Your objective:
Find every line in the records below that contains "iter", and copy it.

::::::

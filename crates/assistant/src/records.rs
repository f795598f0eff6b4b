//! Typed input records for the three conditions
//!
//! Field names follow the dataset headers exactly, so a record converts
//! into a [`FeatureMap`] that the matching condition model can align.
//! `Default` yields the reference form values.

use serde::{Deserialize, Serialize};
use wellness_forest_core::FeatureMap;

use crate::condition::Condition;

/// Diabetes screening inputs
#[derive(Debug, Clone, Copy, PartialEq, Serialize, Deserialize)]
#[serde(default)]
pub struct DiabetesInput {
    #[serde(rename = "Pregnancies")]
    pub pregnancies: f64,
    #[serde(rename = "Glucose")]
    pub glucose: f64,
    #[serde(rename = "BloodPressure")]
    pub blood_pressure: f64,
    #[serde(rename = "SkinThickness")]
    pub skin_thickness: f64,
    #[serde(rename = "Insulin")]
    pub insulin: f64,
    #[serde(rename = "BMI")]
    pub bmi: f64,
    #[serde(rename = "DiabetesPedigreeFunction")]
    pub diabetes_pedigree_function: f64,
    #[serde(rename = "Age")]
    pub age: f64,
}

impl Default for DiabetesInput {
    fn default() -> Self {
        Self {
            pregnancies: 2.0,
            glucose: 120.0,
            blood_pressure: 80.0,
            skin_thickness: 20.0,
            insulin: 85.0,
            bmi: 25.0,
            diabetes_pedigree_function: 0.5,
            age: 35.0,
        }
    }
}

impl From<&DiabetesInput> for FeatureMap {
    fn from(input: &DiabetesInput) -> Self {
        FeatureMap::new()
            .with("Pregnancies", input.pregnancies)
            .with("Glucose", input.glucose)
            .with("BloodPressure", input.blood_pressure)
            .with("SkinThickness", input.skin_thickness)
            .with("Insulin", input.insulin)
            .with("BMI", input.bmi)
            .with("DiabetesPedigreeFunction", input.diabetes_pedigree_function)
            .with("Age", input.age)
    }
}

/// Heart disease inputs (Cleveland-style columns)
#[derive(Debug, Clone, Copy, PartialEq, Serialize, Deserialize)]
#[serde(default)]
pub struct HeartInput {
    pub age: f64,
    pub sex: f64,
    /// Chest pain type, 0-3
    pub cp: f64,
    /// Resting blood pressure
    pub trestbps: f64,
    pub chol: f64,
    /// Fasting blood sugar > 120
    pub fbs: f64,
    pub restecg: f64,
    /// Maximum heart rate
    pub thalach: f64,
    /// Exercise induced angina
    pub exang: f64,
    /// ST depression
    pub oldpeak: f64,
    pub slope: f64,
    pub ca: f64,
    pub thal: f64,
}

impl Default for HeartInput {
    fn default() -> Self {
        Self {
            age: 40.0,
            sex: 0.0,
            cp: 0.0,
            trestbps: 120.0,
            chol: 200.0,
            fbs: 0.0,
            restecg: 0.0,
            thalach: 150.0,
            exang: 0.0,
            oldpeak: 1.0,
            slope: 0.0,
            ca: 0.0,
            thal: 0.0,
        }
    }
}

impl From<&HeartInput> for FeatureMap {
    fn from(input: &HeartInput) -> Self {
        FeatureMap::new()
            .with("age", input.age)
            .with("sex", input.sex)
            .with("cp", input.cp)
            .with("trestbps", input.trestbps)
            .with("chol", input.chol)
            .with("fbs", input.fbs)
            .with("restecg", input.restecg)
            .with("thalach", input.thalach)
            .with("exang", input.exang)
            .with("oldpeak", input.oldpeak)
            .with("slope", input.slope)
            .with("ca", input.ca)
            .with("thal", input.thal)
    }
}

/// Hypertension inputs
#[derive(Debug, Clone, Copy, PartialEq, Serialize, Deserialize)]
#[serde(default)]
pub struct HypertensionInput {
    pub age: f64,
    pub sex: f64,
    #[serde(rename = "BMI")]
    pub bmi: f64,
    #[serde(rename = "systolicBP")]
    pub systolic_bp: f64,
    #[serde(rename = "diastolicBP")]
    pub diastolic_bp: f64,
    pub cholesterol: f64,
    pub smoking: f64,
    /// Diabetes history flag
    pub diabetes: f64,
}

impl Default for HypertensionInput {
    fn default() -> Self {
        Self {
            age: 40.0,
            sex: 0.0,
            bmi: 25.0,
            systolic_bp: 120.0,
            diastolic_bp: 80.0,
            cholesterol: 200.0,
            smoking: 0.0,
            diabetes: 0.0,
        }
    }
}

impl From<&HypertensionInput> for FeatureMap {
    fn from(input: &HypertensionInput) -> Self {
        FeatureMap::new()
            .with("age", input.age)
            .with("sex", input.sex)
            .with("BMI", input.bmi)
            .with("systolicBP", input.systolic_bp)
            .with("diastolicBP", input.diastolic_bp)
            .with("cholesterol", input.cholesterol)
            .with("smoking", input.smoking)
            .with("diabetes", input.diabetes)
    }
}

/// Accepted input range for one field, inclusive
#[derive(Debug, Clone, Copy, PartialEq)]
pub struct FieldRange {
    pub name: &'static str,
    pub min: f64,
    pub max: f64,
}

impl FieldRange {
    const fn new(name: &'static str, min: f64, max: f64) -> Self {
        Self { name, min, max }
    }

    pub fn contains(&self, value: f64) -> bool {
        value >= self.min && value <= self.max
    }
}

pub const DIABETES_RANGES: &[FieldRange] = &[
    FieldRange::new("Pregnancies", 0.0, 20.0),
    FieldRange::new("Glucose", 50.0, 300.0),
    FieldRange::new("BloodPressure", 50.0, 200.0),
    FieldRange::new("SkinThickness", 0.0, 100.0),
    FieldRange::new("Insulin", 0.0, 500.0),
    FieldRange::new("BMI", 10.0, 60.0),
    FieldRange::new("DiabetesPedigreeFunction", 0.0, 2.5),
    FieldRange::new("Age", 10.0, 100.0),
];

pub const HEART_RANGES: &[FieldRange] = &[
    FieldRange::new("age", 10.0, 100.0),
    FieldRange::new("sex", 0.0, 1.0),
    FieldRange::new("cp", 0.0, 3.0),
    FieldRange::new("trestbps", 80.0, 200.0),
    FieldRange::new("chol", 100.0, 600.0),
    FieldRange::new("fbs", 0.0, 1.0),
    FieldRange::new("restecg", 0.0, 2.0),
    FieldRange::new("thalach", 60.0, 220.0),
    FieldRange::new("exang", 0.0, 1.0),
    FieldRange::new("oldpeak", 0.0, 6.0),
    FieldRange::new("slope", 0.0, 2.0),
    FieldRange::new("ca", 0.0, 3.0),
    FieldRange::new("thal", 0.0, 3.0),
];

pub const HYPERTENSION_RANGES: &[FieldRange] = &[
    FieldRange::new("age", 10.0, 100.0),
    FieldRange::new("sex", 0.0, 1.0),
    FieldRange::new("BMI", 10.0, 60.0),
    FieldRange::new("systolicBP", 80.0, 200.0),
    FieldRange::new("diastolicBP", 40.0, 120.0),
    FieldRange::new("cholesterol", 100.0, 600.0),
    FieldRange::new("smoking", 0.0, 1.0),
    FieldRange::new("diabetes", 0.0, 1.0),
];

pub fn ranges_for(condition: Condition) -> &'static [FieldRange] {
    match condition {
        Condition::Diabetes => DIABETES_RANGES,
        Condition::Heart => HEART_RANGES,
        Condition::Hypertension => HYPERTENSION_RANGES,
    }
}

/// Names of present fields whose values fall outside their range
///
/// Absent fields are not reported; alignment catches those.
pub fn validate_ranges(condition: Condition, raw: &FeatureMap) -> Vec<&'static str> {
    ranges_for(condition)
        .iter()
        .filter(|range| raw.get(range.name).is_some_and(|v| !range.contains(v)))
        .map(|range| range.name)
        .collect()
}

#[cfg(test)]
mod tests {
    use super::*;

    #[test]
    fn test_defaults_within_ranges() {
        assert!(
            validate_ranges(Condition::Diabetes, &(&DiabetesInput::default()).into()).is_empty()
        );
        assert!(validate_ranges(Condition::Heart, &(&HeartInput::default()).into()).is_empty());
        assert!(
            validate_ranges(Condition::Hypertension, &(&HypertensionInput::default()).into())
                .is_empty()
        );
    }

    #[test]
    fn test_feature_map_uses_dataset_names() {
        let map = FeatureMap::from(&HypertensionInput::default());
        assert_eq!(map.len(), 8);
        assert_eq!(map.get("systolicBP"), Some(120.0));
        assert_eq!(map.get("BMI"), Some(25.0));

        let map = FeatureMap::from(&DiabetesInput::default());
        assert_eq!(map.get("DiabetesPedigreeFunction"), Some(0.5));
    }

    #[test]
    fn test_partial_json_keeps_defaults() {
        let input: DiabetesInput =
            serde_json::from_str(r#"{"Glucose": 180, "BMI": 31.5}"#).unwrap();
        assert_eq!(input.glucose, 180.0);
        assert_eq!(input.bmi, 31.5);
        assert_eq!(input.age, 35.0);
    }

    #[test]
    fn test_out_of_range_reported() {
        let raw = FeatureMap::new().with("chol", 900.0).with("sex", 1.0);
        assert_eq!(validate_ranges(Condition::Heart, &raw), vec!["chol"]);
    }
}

::::::

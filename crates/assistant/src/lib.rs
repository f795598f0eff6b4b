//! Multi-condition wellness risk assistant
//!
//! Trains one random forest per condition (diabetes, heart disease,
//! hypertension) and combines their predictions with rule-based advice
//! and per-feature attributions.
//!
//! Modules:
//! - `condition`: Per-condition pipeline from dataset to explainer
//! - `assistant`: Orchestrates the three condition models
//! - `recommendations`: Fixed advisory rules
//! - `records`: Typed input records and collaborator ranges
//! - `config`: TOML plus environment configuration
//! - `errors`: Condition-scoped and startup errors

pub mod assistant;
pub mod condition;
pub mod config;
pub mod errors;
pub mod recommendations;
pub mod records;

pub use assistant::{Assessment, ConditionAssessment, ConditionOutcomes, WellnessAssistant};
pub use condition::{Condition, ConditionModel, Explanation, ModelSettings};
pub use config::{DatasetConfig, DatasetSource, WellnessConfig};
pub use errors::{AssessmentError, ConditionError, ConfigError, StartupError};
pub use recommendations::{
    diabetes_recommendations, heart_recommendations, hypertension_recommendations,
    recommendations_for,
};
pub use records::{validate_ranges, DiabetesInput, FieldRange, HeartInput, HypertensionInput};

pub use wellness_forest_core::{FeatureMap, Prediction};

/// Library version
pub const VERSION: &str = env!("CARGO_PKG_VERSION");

::::::

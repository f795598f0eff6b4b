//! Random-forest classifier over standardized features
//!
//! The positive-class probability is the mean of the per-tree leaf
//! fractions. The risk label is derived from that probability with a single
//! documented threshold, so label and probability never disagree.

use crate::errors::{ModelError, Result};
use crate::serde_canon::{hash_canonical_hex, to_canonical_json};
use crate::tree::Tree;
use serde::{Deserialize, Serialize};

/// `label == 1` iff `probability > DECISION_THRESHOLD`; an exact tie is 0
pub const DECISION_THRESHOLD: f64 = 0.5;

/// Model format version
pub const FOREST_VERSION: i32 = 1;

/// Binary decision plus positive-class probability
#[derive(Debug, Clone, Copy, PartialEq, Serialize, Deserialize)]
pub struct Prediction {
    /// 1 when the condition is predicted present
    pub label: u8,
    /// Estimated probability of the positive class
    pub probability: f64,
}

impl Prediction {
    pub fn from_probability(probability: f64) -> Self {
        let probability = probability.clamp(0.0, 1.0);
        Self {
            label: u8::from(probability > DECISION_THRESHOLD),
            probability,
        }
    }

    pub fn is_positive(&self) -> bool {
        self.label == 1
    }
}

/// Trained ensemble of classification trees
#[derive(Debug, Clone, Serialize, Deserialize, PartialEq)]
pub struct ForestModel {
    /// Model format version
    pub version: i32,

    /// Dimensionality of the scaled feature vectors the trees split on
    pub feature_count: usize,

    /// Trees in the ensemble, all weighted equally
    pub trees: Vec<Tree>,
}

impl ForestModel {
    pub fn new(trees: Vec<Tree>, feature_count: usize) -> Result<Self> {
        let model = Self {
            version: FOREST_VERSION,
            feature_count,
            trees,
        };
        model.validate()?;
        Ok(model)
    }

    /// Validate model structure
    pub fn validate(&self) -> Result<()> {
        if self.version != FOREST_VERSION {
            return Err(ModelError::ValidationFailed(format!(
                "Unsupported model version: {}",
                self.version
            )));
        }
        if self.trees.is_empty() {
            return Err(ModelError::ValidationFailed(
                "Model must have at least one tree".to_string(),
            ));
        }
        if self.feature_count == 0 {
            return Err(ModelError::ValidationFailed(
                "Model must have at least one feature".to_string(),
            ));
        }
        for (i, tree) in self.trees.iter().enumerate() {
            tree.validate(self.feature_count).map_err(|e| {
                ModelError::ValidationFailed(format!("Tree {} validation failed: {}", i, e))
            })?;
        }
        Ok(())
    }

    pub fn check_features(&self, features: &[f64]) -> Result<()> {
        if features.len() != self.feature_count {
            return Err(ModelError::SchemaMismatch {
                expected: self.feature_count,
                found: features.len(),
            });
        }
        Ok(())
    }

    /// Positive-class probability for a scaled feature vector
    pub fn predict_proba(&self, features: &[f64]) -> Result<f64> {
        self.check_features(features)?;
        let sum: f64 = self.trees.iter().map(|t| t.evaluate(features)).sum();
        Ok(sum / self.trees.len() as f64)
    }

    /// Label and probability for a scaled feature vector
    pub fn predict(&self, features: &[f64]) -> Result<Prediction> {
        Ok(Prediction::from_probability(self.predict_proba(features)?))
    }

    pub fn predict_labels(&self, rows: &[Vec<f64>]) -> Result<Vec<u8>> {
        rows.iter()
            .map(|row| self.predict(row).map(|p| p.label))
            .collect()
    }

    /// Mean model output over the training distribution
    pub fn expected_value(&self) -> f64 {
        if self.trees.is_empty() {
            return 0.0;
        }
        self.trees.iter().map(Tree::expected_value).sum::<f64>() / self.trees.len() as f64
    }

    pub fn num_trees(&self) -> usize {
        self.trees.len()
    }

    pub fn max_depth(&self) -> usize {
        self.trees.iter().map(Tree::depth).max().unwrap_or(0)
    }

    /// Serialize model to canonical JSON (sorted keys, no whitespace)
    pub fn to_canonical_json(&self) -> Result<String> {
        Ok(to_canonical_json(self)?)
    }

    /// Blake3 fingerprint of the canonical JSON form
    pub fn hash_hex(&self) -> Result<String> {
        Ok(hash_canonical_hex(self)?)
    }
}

::::::

Answer to the problem:
        .iter()
        for (i, tree) in self.trees.iter().enumerate() {
        let sum: f64 = self.trees.iter().map(|t| t.evaluate(features)).sum();
        rows.iter()
        self.trees.iter().map(Tree::expected_value).sum::<f64>() / self.trees.len() as f64
        self.trees.iter().map(Tree::depth).max().unwrap_or(0)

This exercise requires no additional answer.